Stored items:
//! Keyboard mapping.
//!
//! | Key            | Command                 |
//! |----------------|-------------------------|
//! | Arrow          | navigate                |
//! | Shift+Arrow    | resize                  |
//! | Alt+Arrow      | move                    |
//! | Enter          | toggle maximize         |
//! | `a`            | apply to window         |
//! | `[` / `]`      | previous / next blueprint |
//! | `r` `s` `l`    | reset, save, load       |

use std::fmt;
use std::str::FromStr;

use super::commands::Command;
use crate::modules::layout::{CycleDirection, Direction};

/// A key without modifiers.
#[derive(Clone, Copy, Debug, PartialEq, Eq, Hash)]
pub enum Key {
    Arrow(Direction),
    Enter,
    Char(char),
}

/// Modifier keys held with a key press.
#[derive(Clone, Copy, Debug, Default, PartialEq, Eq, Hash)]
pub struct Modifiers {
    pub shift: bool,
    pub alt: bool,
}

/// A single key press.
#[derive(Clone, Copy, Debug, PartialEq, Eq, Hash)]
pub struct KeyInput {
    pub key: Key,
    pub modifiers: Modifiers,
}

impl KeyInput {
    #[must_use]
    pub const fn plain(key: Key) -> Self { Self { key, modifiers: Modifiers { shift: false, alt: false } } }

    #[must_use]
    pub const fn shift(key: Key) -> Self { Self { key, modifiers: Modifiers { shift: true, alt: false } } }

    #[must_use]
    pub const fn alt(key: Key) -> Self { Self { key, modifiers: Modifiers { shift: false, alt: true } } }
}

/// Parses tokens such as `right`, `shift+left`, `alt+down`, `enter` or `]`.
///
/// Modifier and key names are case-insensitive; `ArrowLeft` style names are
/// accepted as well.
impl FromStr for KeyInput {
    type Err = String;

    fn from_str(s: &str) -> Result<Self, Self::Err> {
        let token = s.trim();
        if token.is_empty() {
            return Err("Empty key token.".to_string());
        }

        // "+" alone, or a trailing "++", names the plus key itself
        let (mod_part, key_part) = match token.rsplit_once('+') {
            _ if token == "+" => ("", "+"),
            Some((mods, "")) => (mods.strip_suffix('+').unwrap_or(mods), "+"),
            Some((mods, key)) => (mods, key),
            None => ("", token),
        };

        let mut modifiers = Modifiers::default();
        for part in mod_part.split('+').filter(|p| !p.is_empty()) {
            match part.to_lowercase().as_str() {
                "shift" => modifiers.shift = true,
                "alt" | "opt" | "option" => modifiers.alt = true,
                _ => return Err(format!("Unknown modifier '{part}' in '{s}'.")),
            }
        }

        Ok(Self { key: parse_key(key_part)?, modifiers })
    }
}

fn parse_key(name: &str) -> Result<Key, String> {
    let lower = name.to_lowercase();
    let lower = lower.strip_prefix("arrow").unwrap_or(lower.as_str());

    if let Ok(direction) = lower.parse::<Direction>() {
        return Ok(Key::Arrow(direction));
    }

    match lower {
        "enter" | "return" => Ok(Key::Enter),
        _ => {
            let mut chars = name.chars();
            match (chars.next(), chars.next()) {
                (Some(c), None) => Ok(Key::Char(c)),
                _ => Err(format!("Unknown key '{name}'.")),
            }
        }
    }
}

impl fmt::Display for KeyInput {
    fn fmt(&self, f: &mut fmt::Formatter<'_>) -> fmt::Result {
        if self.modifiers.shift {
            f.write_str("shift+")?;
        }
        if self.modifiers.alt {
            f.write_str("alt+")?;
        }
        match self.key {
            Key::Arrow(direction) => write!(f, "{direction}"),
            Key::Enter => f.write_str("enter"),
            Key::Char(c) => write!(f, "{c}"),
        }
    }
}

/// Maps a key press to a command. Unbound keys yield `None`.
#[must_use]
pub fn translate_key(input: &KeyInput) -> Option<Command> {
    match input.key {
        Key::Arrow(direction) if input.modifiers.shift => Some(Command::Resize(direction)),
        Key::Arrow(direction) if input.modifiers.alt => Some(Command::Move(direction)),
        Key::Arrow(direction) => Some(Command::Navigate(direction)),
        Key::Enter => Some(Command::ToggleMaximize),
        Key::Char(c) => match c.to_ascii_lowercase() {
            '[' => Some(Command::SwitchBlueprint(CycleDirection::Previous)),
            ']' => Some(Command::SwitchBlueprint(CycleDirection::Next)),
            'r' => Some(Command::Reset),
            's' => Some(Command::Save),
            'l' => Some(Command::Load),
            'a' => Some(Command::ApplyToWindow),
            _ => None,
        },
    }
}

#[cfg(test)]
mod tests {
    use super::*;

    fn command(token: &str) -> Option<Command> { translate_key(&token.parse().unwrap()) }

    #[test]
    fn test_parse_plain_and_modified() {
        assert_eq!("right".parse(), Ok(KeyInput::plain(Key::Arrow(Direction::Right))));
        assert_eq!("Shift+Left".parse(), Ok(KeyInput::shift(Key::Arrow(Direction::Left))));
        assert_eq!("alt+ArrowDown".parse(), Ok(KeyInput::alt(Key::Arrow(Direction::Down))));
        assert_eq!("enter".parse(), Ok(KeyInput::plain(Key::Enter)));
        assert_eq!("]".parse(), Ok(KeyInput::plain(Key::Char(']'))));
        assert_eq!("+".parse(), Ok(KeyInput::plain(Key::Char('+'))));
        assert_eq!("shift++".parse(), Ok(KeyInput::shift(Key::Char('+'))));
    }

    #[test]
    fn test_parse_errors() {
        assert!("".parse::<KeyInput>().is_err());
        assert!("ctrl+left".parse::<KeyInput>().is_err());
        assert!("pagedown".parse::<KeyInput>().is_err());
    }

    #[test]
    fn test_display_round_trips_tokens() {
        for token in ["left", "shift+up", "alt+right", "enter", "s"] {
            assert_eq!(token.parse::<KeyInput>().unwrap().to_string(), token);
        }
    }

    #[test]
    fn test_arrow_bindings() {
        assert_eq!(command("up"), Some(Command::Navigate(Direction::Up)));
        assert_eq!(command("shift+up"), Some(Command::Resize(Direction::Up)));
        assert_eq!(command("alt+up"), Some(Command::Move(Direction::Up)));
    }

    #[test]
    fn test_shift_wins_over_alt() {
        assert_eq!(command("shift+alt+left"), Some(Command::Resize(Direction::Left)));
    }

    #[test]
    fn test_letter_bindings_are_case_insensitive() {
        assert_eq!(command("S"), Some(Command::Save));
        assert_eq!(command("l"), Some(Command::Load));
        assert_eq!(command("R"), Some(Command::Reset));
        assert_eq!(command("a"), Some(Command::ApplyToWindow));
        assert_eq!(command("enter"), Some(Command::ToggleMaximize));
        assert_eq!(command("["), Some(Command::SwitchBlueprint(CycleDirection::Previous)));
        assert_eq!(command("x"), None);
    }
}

### [ABOUT THIS TASK]
Every line above must be repeated exactly as it appears.

### [SOLUTION TO THIS TASK]
//! Keyboard mapping.
//!
//! | Key            | Command                 |
//! |----------------|-------------------------|
//! | Arrow          | navigate                |
//! | Shift+Arrow    | resize                  |
//! | Alt+Arrow      | move                    |
//! | Enter          | toggle maximize         |
//! | `a`            | apply to window         |
//! | `[` / `]`      | previous / next blueprint |
//! | `r` `s` `l`    | reset, save, load       |

use std::fmt;
use std::str::FromStr;

use super::commands::Command;
use crate::modules::layout::{CycleDirection, Direction};

/// A key without modifiers.
#[derive(Clone, Copy, Debug, PartialEq, Eq, Hash)]
pub enum Key {
    Arrow(Direction),
    Enter,
    Char(char),
}

/// Modifier keys held with a key press.
#[derive(Clone, Copy, Debug, Default, PartialEq, Eq, Hash)]
pub struct Modifiers {
    pub shift: bool,
    pub alt: bool,
}

/// A single key press.
#[derive(Clone, Copy, Debug, PartialEq, Eq, Hash)]
pub struct KeyInput {
    pub key: Key,
    pub modifiers: Modifiers,
}

impl KeyInput {
    #[must_use]
    pub const fn plain(key: Key) -> Self { Self { key, modifiers: Modifiers { shift: false, alt: false } } }

    #[must_use]
    pub const fn shift(key: Key) -> Self { Self { key, modifiers: Modifiers { shift: true, alt: false } } }

    #[must_use]
    pub const fn alt(key: Key) -> Self { Self { key, modifiers: Modifiers { shift: false, alt: true } } }
}

/// Parses tokens such as `right`, `shift+left`, `alt+down`, `enter` or `]`.
///
/// Modifier and key names are case-insensitive; `ArrowLeft` style names are
/// accepted as well.
impl FromStr for KeyInput {
    type Err = String;

    fn from_str(s: &str) -> Result<Self, Self::Err> {
        let token = s.trim();
        if token.is_empty() {
            return Err("Empty key token.".to_string());
        }

        // "+" alone, or a trailing "++", names the plus key itself
        let (mod_part, key_part) = match token.rsplit_once('+') {
            _ if token == "+" => ("", "+"),
            Some((mods, "")) => (mods.strip_suffix('+').unwrap_or(mods), "+"),
            Some((mods, key)) => (mods, key),
            None => ("", token),
        };

        let mut modifiers = Modifiers::default();
        for part in mod_part.split('+').filter(|p| !p.is_empty()) {
            match part.to_lowercase().as_str() {
                "shift" => modifiers.shift = true,
                "alt" | "opt" | "option" => modifiers.alt = true,
                _ => return Err(format!("Unknown modifier '{part}' in '{s}'.")),
            }
        }

        Ok(Self { key: parse_key(key_part)?, modifiers })
    }
}

fn parse_key(name: &str) -> Result<Key, String> {
    let lower = name.to_lowercase();
    let lower = lower.strip_prefix("arrow").unwrap_or(lower.as_str());

    if let Ok(direction) = lower.parse::<Direction>() {
        return Ok(Key::Arrow(direction));
    }

    match lower {
        "enter" | "return" => Ok(Key::Enter),
        _ => {
            let mut chars = name.chars();
            match (chars.next(), chars.next()) {
                (Some(c), None) => Ok(Key::Char(c)),
                _ => Err(format!("Unknown key '{name}'.")),
            }
        }
    }
}

impl fmt::Display for KeyInput {
    fn fmt(&self, f: &mut fmt::Formatter<'_>) -> fmt::Result {
        if self.modifiers.shift {
            f.write_str("shift+")?;
        }
        if self.modifiers.alt {
            f.write_str("alt+")?;
        }
        match self.key {
            Key::Arrow(direction) => write!(f, "{direction}"),
            Key::Enter => f.write_str("enter"),
            Key::Char(c) => write!(f, "{c}"),
        }
    }
}

/// Maps a key press to a command. Unbound keys yield `None`.
#[must_use]
pub fn translate_key(input: &KeyInput) -> Option<Command> {
    match input.key {
        Key::Arrow(direction) if input.modifiers.shift => Some(Command::Resize(direction)),
        Key::Arrow(direction) if input.modifiers.alt => Some(Command::Move(direction)),
        Key::Arrow(direction) => Some(Command::Navigate(direction)),
        Key::Enter => Some(Command::ToggleMaximize),
        Key::Char(c) => match c.to_ascii_lowercase() {
            '[' => Some(Command::SwitchBlueprint(CycleDirection::Previous)),
            ']' => Some(Command::SwitchBlueprint(CycleDirection::Next)),
            'r' => Some(Command::Reset),
            's' => Some(Command::Save),
            'l' => Some(Command::Load),
            'a' => Some(Command::ApplyToWindow),
            _ => None,
        },
    }
}

#[cfg(test)]
mod tests {
    use super::*;

    fn command(token: &str) -> Option<Command> { translate_key(&token.parse().unwrap()) }

    #[test]
    fn test_parse_plain_and_modified() {
        assert_eq!("right".parse(), Ok(KeyInput::plain(Key::Arrow(Direction::Right))));
        assert_eq!("Shift+Left".parse(), Ok(KeyInput::shift(Key::Arrow(Direction::Left))));
        assert_eq!("alt+ArrowDown".parse(), Ok(KeyInput::alt(Key::Arrow(Direction::Down))));
        assert_eq!("enter".parse(), Ok(KeyInput::plain(Key::Enter)));
        assert_eq!("]".parse(), Ok(KeyInput::plain(Key::Char(']'))));
        assert_eq!("+".parse(), Ok(KeyInput::plain(Key::Char('+'))));
        assert_eq!("shift++".parse(), Ok(KeyInput::shift(Key::Char('+'))));
    }

    #[test]
    fn test_parse_errors() {
        assert!("".parse::<KeyInput>().is_err());
        assert!("ctrl+left".parse::<KeyInput>().is_err());
        assert!("pagedown".parse::<KeyInput>().is_err());
    }

    #[test]
    fn test_display_round_trips_tokens() {
        for token in ["left", "shift+up", "alt+right", "enter", "s"] {
            assert_eq!(token.parse::<KeyInput>().unwrap().to_string(), token);
        }
    }

    #[test]
    fn test_arrow_bindings() {
        assert_eq!(command("up"), Some(Command::Navigate(Direction::Up)));
        assert_eq!(command("shift+up"), Some(Command::Resize(Direction::Up)));
        assert_eq!(command("alt+up"), Some(Command::Move(Direction::Up)));
    }

    #[test]
    fn test_shift_wins_over_alt() {
        assert_eq!(command("shift+alt+left"), Some(Command::Resize(Direction::Left)));
    }

    #[test]
    fn test_letter_bindings_are_case_insensitive() {
        assert_eq!(command("S"), Some(Command::Save));
        assert_eq!(command("l"), Some(Command::Load));
        assert_eq!(command("R"), Some(Command::Reset));
        assert_eq!(command("a"), Some(Command::ApplyToWindow));
        assert_eq!(command("enter"), Some(Command::ToggleMaximize));
        assert_eq!(command("["), Some(Command::SwitchBlueprint(CycleDirection::Previous)));
        assert_eq!(command("x"), None);
    }
}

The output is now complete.